Most people have heard of the importance of having a strong why and knowing your purpose. What we often neglect to discuss is the importance of making sure everyone in the organization understands the why, has a personal connection to the why, and that the why is constantly reinforced. When people really believe that they exist to change the world, it is amazing the amount of ideas they come up with to do so. Often leadership spends all day thinking about the why but it is rare to have an entire organization that thinks about it.
Focus on WHAT you do want
Even in times of crisis it is important to focus on what you actually do want. This is actually when you need the most innovative ideas, but it’s often when people resist risk, change, and creativity. I learned from a mentor, Lou Tice, to always think in ideals. Ask yourself how things would look and feel if it were ideal. This is not the time to worry about the how. Often what chokes out creativity is the burning need to answer the question, “How are we going to…?” If you can train your mind and your organization to focus on the ideal state and worry about the how later, you will be amazed at all of the ways you find, discover, and create.

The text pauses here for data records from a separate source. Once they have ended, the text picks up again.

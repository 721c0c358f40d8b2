use std::{
    collections::HashMap,
    env, fs,
    path::{Path, PathBuf},
};

use crate::errors::ConfigError;

use super::{
    app_config::{
        AppConfig, PartialAppConfig, CONFIG_FILE_NAME, LOG_LEVEL_ENV, OFFLINE_ENV,
        USER_CONFIG_PATH,
    },
    provider_config::{HYBRID_ANALYSIS_API_KEY_ENV, URLVOID_API_KEY_ENV, VIRUSTOTAL_API_KEY_ENV},
};

/// Configuration loader responsible for loading config from files and environment
pub struct ConfigLoader {
    base_path: Option<PathBuf>,
}

impl ConfigLoader {
    /// Create a new config loader with default paths
    pub fn new() -> Self {
        Self { base_path: None }
    }

    /// Create a config loader with custom base path (for testing)
    pub fn with_base_path(base_path: PathBuf) -> Self {
        Self {
            base_path: Some(base_path),
        }
    }

    /// Load complete application configuration from the user config file.
    /// A missing file is not an error: defaults plus environment apply.
    pub fn load_config(&self) -> Result<AppConfig, ConfigError> {
        let config_path = self.config_path();
        self.load_from_path(&config_path, false)
    }

    /// Load configuration from an explicit file, which must exist.
    pub fn load_from_file(&self, path: &Path) -> Result<AppConfig, ConfigError> {
        let expanded = PathBuf::from(shellexpand::tilde(&path.to_string_lossy()).as_ref());
        self.load_from_path(&expanded, true)
    }

    fn load_from_path(&self, path: &Path, required: bool) -> Result<AppConfig, ConfigError> {
        if required && !path.exists() {
            return Err(ConfigError::FileRead(
                path.to_string_lossy().to_string(),
                std::io::Error::new(std::io::ErrorKind::NotFound, "config file not found"),
            ));
        }

        let partial_config = self.load_partial_config(path)?;
        let env_map = self.collect_env_vars();

        let config = AppConfig::from_partial_and_env(partial_config, env_map)?;
        config.validate()?;
        Ok(config)
    }

    /// Path of the user configuration file
    pub fn config_path(&self) -> PathBuf {
        self.extract_file_path(USER_CONFIG_PATH, CONFIG_FILE_NAME)
    }

    /// Extract file path with tilde expansion and base path override
    fn extract_file_path(&self, base_dir: &str, file_name: &str) -> PathBuf {
        let expanded_base = if let Some(base_path) = &self.base_path {
            // For testing: use custom base path
            base_path.join(base_dir.trim_start_matches("~/"))
        } else {
            // Normal operation: expand tilde
            let expanded = shellexpand::tilde(base_dir);
            PathBuf::from(expanded.as_ref())
        };

        expanded_base.join(file_name)
    }

    /// Load partial configuration from TOML file
    fn load_partial_config(&self, config_path: &Path) -> Result<Option<PartialAppConfig>, ConfigError> {
        if !config_path.exists() {
            tracing::debug!("配置文件 {:?} 不存在，使用默认配置", config_path);
            return Ok(None);
        }

        let content = fs::read_to_string(config_path)
            .map_err(|e| ConfigError::FileRead(config_path.to_string_lossy().to_string(), e))?;

        let partial_config: PartialAppConfig = toml::from_str(&content)
            .map_err(|e| ConfigError::TomlParse(config_path.to_string_lossy().to_string(), e))?;

        tracing::info!("已加载配置文件: {:?}", config_path);
        Ok(Some(partial_config))
    }

    /// Collect relevant environment variables
    fn collect_env_vars(&self) -> HashMap<String, String> {
        let env_keys = [
            // Provider credentials
            VIRUSTOTAL_API_KEY_ENV,
            HYBRID_ANALYSIS_API_KEY_ENV,
            URLVOID_API_KEY_ENV,
            // Runtime switches
            OFFLINE_ENV,
            LOG_LEVEL_ENV,
        ];

        let mut env_map = HashMap::new();
        for key in &env_keys {
            if let Ok(value) = env::var(key) {
                env_map.insert(key.to_string(), value);
            }
        }
        env_map
    }
}

impl Default for ConfigLoader {
    fn default() -> Self {
        Self::new()
    }
}
//! 报告组装
//!
//! Last pure-data step: turns the aggregated result and its verdict into the
//! `Report` handed to rendering, persistence and narrative layers.

use chrono::{DateTime, Utc};

use crate::types::{
    AggregatedResult, DetectionRow, FileInfo, ProviderStatus, Report, ReportSummary,
    RiskIndicators, RiskLevel, ScanTarget, ScoredVerdict, TechnicalDetails, UrlInfo,
};

const BASE_RECOMMENDATIONS: &[&str] = &[
    "🔍 Regular security scans recommended",
    "🛡️ Keep antivirus software updated",
    "📧 Be cautious with email attachments",
    "🔒 Use strong, unique passwords",
];

const ESCALATION: &str = "🚨 IMMEDIATE ACTION REQUIRED";

pub struct ReportAssembler {
    display_limit: usize,
}

impl ReportAssembler {
    pub fn new(display_limit: usize) -> Self {
        Self { display_limit }
    }

    pub fn assemble(&self, aggregated: &AggregatedResult, verdict: ScoredVerdict) -> Report {
        self.assemble_at(aggregated, verdict, new_report_id(), Utc::now())
    }

    /// Deterministic variant with a caller supplied id and timestamp.
    pub fn assemble_at(
        &self,
        aggregated: &AggregatedResult,
        verdict: ScoredVerdict,
        report_id: String,
        timestamp: DateTime<Utc>,
    ) -> Report {
        let (detection_table, hidden_rows) = self.detection_table(aggregated);

        let summary = ReportSummary {
            total_detections: aggregated.positives,
            total_engines: aggregated.total,
            risk_score: verdict.score,
            threat_categories: aggregated.categories.iter().copied().collect(),
            reputation: reputation(aggregated.positives).to_string(),
            scan_kind: scan_kind(&aggregated.target).to_string(),
            providers_queried: aggregated.provider_results.len(),
            providers_failed: aggregated.failed_providers().count(),
            hidden_rows,
        };

        Report {
            report_id,
            timestamp,
            target: aggregated.target.clone(),
            scored_verdict: verdict,
            summary,
            detection_table,
            risk_indicators: risk_indicators(aggregated, verdict),
            recommendations: recommendations(verdict.risk_level),
            technical_details: technical_details(&aggregated.target),
            provider_status: provider_status(aggregated),
        }
    }

    /// Detected rows first (stable), then truncated. Returns the number of
    /// rows left out.
    fn detection_table(&self, aggregated: &AggregatedResult) -> (Vec<DetectionRow>, usize) {
        let mut rows: Vec<DetectionRow> = aggregated
            .provider_results
            .iter()
            .filter(|p| p.succeeded)
            .flat_map(|p| {
                p.records.iter().map(move |record| DetectionRow {
                    engine: record.engine_name.clone(),
                    status: if record.detected {
                        "🔴 DETECTED".to_string()
                    } else {
                        "✅ CLEAN".to_string()
                    },
                    result: record.result_label.clone(),
                    category: record.category,
                    confidence: if record.detected { "High" } else { "Low" }.to_string(),
                    provider: p.provider_name.clone(),
                })
            })
            .collect();

        rows.sort_by_key(|row| row.status.starts_with('✅'));
        let hidden = rows.len().saturating_sub(self.display_limit);
        rows.truncate(self.display_limit);
        (rows, hidden)
    }
}

/// `RPT-` + simple UUID v4
pub fn new_report_id() -> String {
    format!("RPT-{}", uuid::Uuid::new_v4().simple())
}

fn reputation(positives: u32) -> &'static str {
    match positives {
        0 => "Good",
        1..=4 => "Questionable",
        5..=14 => "Suspicious",
        _ => "Malicious",
    }
}

fn scan_kind(target: &ScanTarget) -> &'static str {
    match target {
        ScanTarget::File(file) if file.is_apk() => "apk",
        ScanTarget::File(_) => "file",
        ScanTarget::Url(_) => "url",
    }
}

fn risk_indicators(aggregated: &AggregatedResult, verdict: ScoredVerdict) -> RiskIndicators {
    let score = verdict.score;
    let risk_symbol = if score > 70 {
        "🔴"
    } else if score > 30 {
        "🟡"
    } else {
        "🟢"
    };
    let overall_risk = if score > 70 {
        "🔴 HIGH RISK"
    } else if score > 30 {
        "🟡 MEDIUM RISK"
    } else {
        "🟢 LOW RISK"
    };
    let confidence_level = match score {
        81..=u8::MAX => "Very High",
        51..=80 => "High",
        21..=50 => "Medium",
        _ => "Low",
    };

    RiskIndicators {
        overall_risk: overall_risk.to_string(),
        detection_rate: format!("{}/{} engines", aggregated.positives, aggregated.total),
        risk_symbol: risk_symbol.to_string(),
        confidence_level: confidence_level.to_string(),
        threat_level: verdict.risk_level.as_str().to_ascii_uppercase(),
    }
}

/// Static per-level template; every list ends with the shared hygiene items.
pub fn recommendations(level: RiskLevel) -> Vec<String> {
    let specific: &[&str] = match level {
        RiskLevel::Malicious => &[
            ESCALATION,
            "❌ Do not execute or open this file/URL",
            "🔥 Quarantine or delete immediately",
            "🔍 Scan entire system for infections",
            "📞 Contact IT security team",
        ],
        RiskLevel::Phishing => &[
            ESCALATION,
            "🎣 Do not enter credentials or personal data on this site",
            "🚫 Close the page and block the domain",
            "🔑 Change any password already entered here",
            "📞 Report the page to your IT security team",
        ],
        RiskLevel::Suspicious => &[
            "⚠️ Exercise extreme caution",
            "🔍 Additional verification recommended",
            "🛡️ Scan with multiple engines",
            "📋 Monitor system behavior",
        ],
        RiskLevel::Safe => &["✅ File/URL appears safe", "🔍 Continue regular monitoring"],
    };

    specific
        .iter()
        .chain(BASE_RECOMMENDATIONS)
        .map(|s| s.to_string())
        .collect()
}

fn technical_details(target: &ScanTarget) -> TechnicalDetails {
    match target {
        ScanTarget::File(file) => TechnicalDetails {
            sha256: (file.content_hash.len() == 64).then(|| file.content_hash.clone()),
            md5: file
                .md5
                .clone()
                .or_else(|| (file.content_hash.len() == 32).then(|| file.content_hash.clone())),
            file_info: Some(FileInfo {
                size: file.size,
                mime_type: file.mime_type.clone(),
                name: file.file_name.clone(),
            }),
            url_info: None,
        },
        ScanTarget::Url(url) => TechnicalDetails {
            url_info: Some(UrlInfo {
                domain: url.domain.clone(),
                protocol: url.protocol.clone(),
                path: url.path.clone(),
            }),
            ..TechnicalDetails::default()
        },
    }
}

fn provider_status(aggregated: &AggregatedResult) -> Vec<ProviderStatus> {
    aggregated
        .provider_results
        .iter()
        .map(|p| ProviderStatus {
            name: p.provider_name.clone(),
            succeeded: p.succeeded,
            synthetic: p.synthetic,
            positives: p.positives,
            total: p.total,
            error: p.error.clone(),
        })
        .collect()
}

#[cfg(test)]
mod tests {
    use super::*;
    use crate::scan::aggregator::Aggregator;
    use crate::types::{Category, DetectionRecord, ProviderResult};
    use chrono::TimeZone;

    fn many_records(count: usize, detected_every: usize) -> Vec<DetectionRecord> {
        (0..count)
            .map(|i| {
                if i % detected_every == 0 {
                    DetectionRecord::new(format!("Engine{:02}", i), true, "Trojan.Agent", Category::Malware)
                } else {
                    DetectionRecord::clean(format!("Engine{:02}", i))
                }
            })
            .collect()
    }

    fn fixed_time() -> DateTime<Utc> {
        Utc.with_ymd_and_hms(2024, 5, 1, 12, 0, 0).unwrap()
    }

    #[test]
    fn test_detection_table_is_capped_and_detected_first() {
        let target = ScanTarget::url("https://example.com/").unwrap();
        let records = many_records(30, 5); // 6 detected
        let result = ProviderResult::from_records("VirusTotal", records, [Category::Malware]);
        let agg = Aggregator::aggregate(target, vec![result]);

        let report = ReportAssembler::new(20).assemble_at(
            &agg,
            ScoredVerdict { risk_level: RiskLevel::Malicious, score: 20 },
            "RPT-test".to_string(),
            fixed_time(),
        );

        assert_eq!(report.detection_table.len(), 20);
        assert_eq!(report.summary.hidden_rows, 10);
        assert!(report.detection_table[..6].iter().all(|r| r.status == "🔴 DETECTED"));
        assert!(report.detection_table[6..].iter().all(|r| r.status == "✅ CLEAN"));
        // 稳定排序：检测到的行保持原顺序
        assert_eq!(report.detection_table[0].engine, "Engine00");
        assert_eq!(report.detection_table[1].engine, "Engine05");
        assert_eq!(report.detection_table[0].provider, "VirusTotal");
        assert_eq!(report.detection_table[0].confidence, "High");
        // 评分使用全部数据
        assert_eq!(report.summary.total_engines, 30);
        assert_eq!(report.summary.total_detections, 6);
    }

    #[test]
    fn test_recommendations_per_level() {
        for level in [RiskLevel::Malicious, RiskLevel::Phishing] {
            let recs = recommendations(level);
            assert_eq!(recs[0], ESCALATION);
            assert!(recs.ends_with(&BASE_RECOMMENDATIONS.iter().map(|s| s.to_string()).collect::<Vec<_>>()));
        }
        for level in [RiskLevel::Suspicious, RiskLevel::Safe] {
            let recs = recommendations(level);
            assert_ne!(recs[0], ESCALATION);
            assert_eq!(recs.last().map(String::as_str), BASE_RECOMMENDATIONS.last().copied());
        }
    }

    #[test]
    fn test_risk_indicators() {
        let target = ScanTarget::url("https://example.com/").unwrap();
        let agg = Aggregator::aggregate(
            target,
            vec![ProviderResult::with_counts("A", 8, 12, Vec::new(), [Category::Malware])],
        );
        let report = ReportAssembler::new(20).assemble(
            &agg,
            ScoredVerdict { risk_level: RiskLevel::Malicious, score: 67 },
        );
        let indicators = &report.risk_indicators;
        assert_eq!(indicators.overall_risk, "🟡 MEDIUM RISK");
        assert_eq!(indicators.risk_symbol, "🟡");
        assert_eq!(indicators.confidence_level, "High");
        assert_eq!(indicators.detection_rate, "8/12 engines");
        assert_eq!(indicators.threat_level, "MALICIOUS");
        assert!(report.report_id.starts_with("RPT-"));
        assert_eq!(report.report_id.len(), 4 + 32);
        assert_eq!(report.summary.reputation, "Suspicious");
    }

    #[test]
    fn test_reputation_bands() {
        assert_eq!(reputation(0), "Good");
        assert_eq!(reputation(4), "Questionable");
        assert_eq!(reputation(5), "Suspicious");
        assert_eq!(reputation(15), "Malicious");
    }

    #[test]
    fn test_apk_and_file_details() {
        let apk = ScanTarget::from_bytes(b"PK\x03\x04", "application/vnd.android.package-archive", Some("app.apk".into()));
        let agg = Aggregator::aggregate(apk, vec![ProviderResult::failed("VirusTotal", "timeout")]);
        let report = ReportAssembler::new(20).assemble(&agg, ScoredVerdict::safe());

        assert_eq!(report.summary.scan_kind, "apk");
        assert_eq!(report.summary.providers_failed, 1);
        assert!(report.technical_details.sha256.is_some());
        assert!(report.technical_details.md5.is_some());
        assert_eq!(
            report.technical_details.file_info.as_ref().and_then(|f| f.name.as_deref()),
            Some("app.apk")
        );
        assert_eq!(report.provider_status[0].error.as_deref(), Some("timeout"));
        assert!(report.detection_table.is_empty());
    }

    #[test]
    fn test_report_json_field_names() {
        let target = ScanTarget::url("https://example.com/path").unwrap();
        let agg = Aggregator::aggregate(target, Vec::new());
        let report = ReportAssembler::new(20).assemble_at(
            &agg,
            ScoredVerdict::safe(),
            "RPT-fixed".to_string(),
            fixed_time(),
        );
        let json = serde_json::to_value(&report).unwrap();
        for field in [
            "reportId",
            "timestamp",
            "target",
            "scoredVerdict",
            "summary",
            "detectionTable",
            "riskIndicators",
            "recommendations",
        ] {
            assert!(json.get(field).is_some(), "missing {}", field);
        }
        assert_eq!(json["scoredVerdict"]["riskLevel"], "safe");
        assert_eq!(json["technicalDetails"]["urlInfo"]["path"], "/path");
    }
}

Learn HOW to celebrate failure
I know this might sound crazy and goes completely against our conservative minds and a conservative culture, so that’s why it’s so important to do. Here’s a story: I once shared this strategy with a client and for several days my credibility was in question. The CEO knew his organization needed to become innovative to survive and thrive, but all of the company’s strategies to promote innovation had failed. They tried incentive programs, suggestion boxes, and an open mic during company meetings, but received very few bold ideas. I explained that culture trumps strategy every time, and the only way to really become a company of innovation was to shift the culture.
So I explained that from now on he would need to celebrate failure as much as success. I realized that this concept was foreign to him so I offered a few simple steps for the next time someone stepped out of the box and didn’t make it. At the next company meeting:
- Share that the team took a chance and the reason why. Highlight the problem they were trying to solve.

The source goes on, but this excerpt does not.